According to lawyers of Dallas based law firm, when an individual files for chapter 7 bankruptcy, they might have to close their business down. However, if it is an LLC or a corporation, despite being personally liable for significant amount of debt, you might be able to keep it running. Here is what happens in different types of businesses during a bankruptcy filing:
In this case, the trustee might ask for the business to be closed till an assessment of its value, exemption status and sale price of business assets in your bankruptcy estate can be calculated. This might take around a couple of months. It also helps in reducing any additional liabilities had the business been running. If the business operates without any assets and has little chance of incurring liabilities or further debts, it might remain functional during bankruptcy proceedings. If the business has large sum that are yet to receive, it might be shut down so that the trustee could collect the money. Any proceeds that are made by the business while you are in bankruptcy become part of bankruptcy estate.
Partnerships and Multimember LLC
In this case, your share of partnership will become part of the bankruptcy estate. Though most states prevent trustee from interfering with a partnership or LLC or take the assets unless you are the majority owner. A creditor or bankruptcy trustee can get a “charging order” against the debtor/owner’s interest. This order acts as a lien and allows the receiver to receive profits instead of the owner. Unfortunately, if the partnership or LLC does not distribute the profits regularly, it is of no benefit. Though the trustee can assign or sell your ownership interest to another they are not allowed to sell your share, vote, or get any other membership rights of the partnership or LLC.
As a partner or member of an LLC, you might have to terminate your ownership interest prior to bankruptcy filing. In case you violate the signed agreement specifying this, you might end up facing a lawsuit from the co-owners. Consult with experienced bankruptcy lawyers at (888-297-6203) to discuss it.

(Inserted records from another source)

//! Integration tests for option parsing and its exit codes

use proptest::prelude::*;
use superuser::cli::{Action, ArgumentCursor, OptionParser};
use superuser::core::types::{ErrorKind, ExitCoordinator, LaunchStrategy, Outcome};

fn option_letters() -> impl Strategy<Value = Vec<char>> {
    prop::collection::vec(prop::sample::select(vec!['r', 's', 'v', 'w']), 1..8)
}

fn command() -> impl Strategy<Value = String> {
    prop::sample::select(vec![
        "",
        "cmd.exe",
        "notepad.exe C:\\Windows\\win.ini",
        "powershell -NoProfile -Command Get-Process",
        "cmd.exe /c whoami /priv",
    ])
    .prop_map(str::to_string)
}

fn prefix() -> impl Strategy<Value = char> {
    prop::sample::select(vec!['/', '-'])
}

fn line(tokens: &[String], command: &str) -> String {
    let mut line = String::from("superuser.exe");
    for token in tokens {
        line.push(' ');
        line.push_str(token);
    }
    if !command.is_empty() {
        line.push(' ');
        line.push_str(command);
    }
    line
}

proptest! {
    #[test]
    fn grouped_options_equal_separate_ones(
        letters in option_letters(),
        p in prefix(),
        command in command(),
    ) {
        let grouped = vec![format!("{}{}", p, letters.iter().collect::<String>())];
        let separate: Vec<String> = letters.iter().rev().map(|c| format!("{}{}", p, c)).collect();

        let a = OptionParser::parse(&line(&grouped, &command));
        let b = OptionParser::parse(&line(&separate, &command));

        prop_assert_eq!(a.options, b.options);
        prop_assert_eq!(
            a.action.map_err(|e| e.kind()),
            b.action.map_err(|e| e.kind())
        );
    }

    #[test]
    fn return_or_seamless_without_wait_is_inconsistent(
        letters in prop::collection::vec(prop::sample::select(vec!['r', 's', 'v']), 1..6),
        command in command(),
    ) {
        prop_assume!(letters.iter().any(|&c| c == 'r' || c == 's'));
        let tokens: Vec<String> = letters.iter().map(|c| format!("/{}", c)).collect();
        let parsed = OptionParser::parse(&line(&tokens, &command));
        prop_assert_eq!(parsed.action.unwrap_err().kind(), ErrorKind::InconsistentOptions);
    }

    #[test]
    fn help_short_circuits_whatever_follows(
        before in prop::collection::vec(prop::sample::select(vec!["/v", "/w", "-v"]), 0..3),
        after in "[ a-zA-Z/\\-]{0,24}",
    ) {
        let mut text = String::from("superuser.exe");
        for token in &before {
            text.push(' ');
            text.push_str(token);
        }
        text.push_str(" /h ");
        text.push_str(&after);

        let parsed = OptionParser::parse(&text);
        prop_assert_eq!(parsed.action.unwrap(), Action::Help);
    }

    #[test]
    fn command_is_verbatim_remainder(command in "[a-z]{1,8}\\.exe( [a-zA-Z0-9 /:.\\-]{0,20})?") {
        let text = format!("superuser.exe /w {}", command);
        match OptionParser::parse(&text).action.unwrap() {
            Action::Run { command: Some(parsed) } => prop_assert_eq!(parsed, command),
            other => prop_assert!(false, "unexpected {:?}", other),
        }
    }
}

#[test]
fn test_documented_grouping() {
    let expected = OptionParser::parse("su /wrs").options;
    assert_eq!(OptionParser::parse("su /w /r /s").options, expected);
    assert_eq!(OptionParser::parse("su /s /r /w").options, expected);
    assert_eq!(expected.strategy, LaunchStrategy::Seamless);
}

#[test]
fn test_omitted_command_uses_default() {
    let parsed = OptionParser::parse("superuser.exe /w");
    assert_eq!(parsed.action.unwrap(), Action::Run { command: None });
}

#[test]
fn test_quoted_program_name_is_skipped() {
    let mut cursor = ArgumentCursor::new("\"C:\\Program Files\\su\\superuser.exe\" /w cmd.exe");
    assert_eq!(cursor.next().map(|a| a.text), Some("/w"));
    assert_eq!(cursor.next().map(|a| a.rest), Some("cmd.exe"));
    assert!(cursor.next().is_none());
}

#[test]
fn test_parse_failures_map_to_exit_codes() {
    let cases = [
        ("su /x", false, 1),
        ("su /s", false, 1),
        ("su /r", true, -1_000_001),
        ("su /rx", true, -1_000_001),
        ("su /h /r", false, 0),
    ];
    for (text, propagate, expected) in cases {
        let parsed = OptionParser::parse(text);
        assert_eq!(parsed.options.return_code, propagate, "{}", text);
        let outcome = match parsed.action {
            Ok(Action::Help) => Outcome::Help,
            Ok(action) => panic!("unexpected {:?} for {}", action, text),
            Err(e) => Outcome::Failed(e.kind()),
        };
        let coordinator = ExitCoordinator::new(parsed.options.return_code);
        assert_eq!(coordinator.exit_code(&outcome), expected, "{}", text);
    }
}
//! UTF-16 conversions at the Win32 boundary

use std::ffi::{OsStr, OsString};
use std::os::windows::ffi::{OsStrExt, OsStringExt};

/// NUL-terminated UTF-16 copy of `s`, for `LPCWSTR` parameters
pub fn string_to_wide(s: &str) -> Vec<u16> {
    OsStr::new(s).encode_wide().chain(Some(0)).collect()
}

/// Decodes a UTF-16 buffer up to its first NUL, or entirely if it has none
pub fn wide_to_string(wide: &[u16]) -> String {
    let text = wide.split(|&c| c == 0).next().unwrap_or_default();
    OsString::from_wide(text).to_string_lossy().into_owned()
}

/// Copies a NUL-terminated UTF-16 string owned by the system, without the
/// terminator and without decoding it
///
/// # Safety
/// `ptr` must be null or point to a NUL-terminated UTF-16 string
pub unsafe fn wide_ptr_to_units(ptr: *const u16) -> Vec<u16> {
    if ptr.is_null() {
        return Vec::new();
    }
    let len = (0..).take_while(|&i| *ptr.add(i) != 0).count();
    std::slice::from_raw_parts(ptr, len).to_vec()
}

Corporations and single member LLC
Since your corporate shares or LLC membership is a part of your bankruptcy estate, the trustee can take over your shares and liquidate the business (if you are a sole or majority owner) to distribute the proceeds to your creditors. A cost/benefit approach is taken to decide whether the ownership should be dissolved or not. If liquidating the business is financially profitable, the trustee might go ahead and sell the non-exempt business assets, if not they might not liquidate the business.
If you own a viable business with other members, your personal bankruptcy may not affect your business. Unless you are the major shareholder, the trustee might not be able to dissolve the corporation to get its assets. Even your stock will not be of much value unless other owners want to buy it.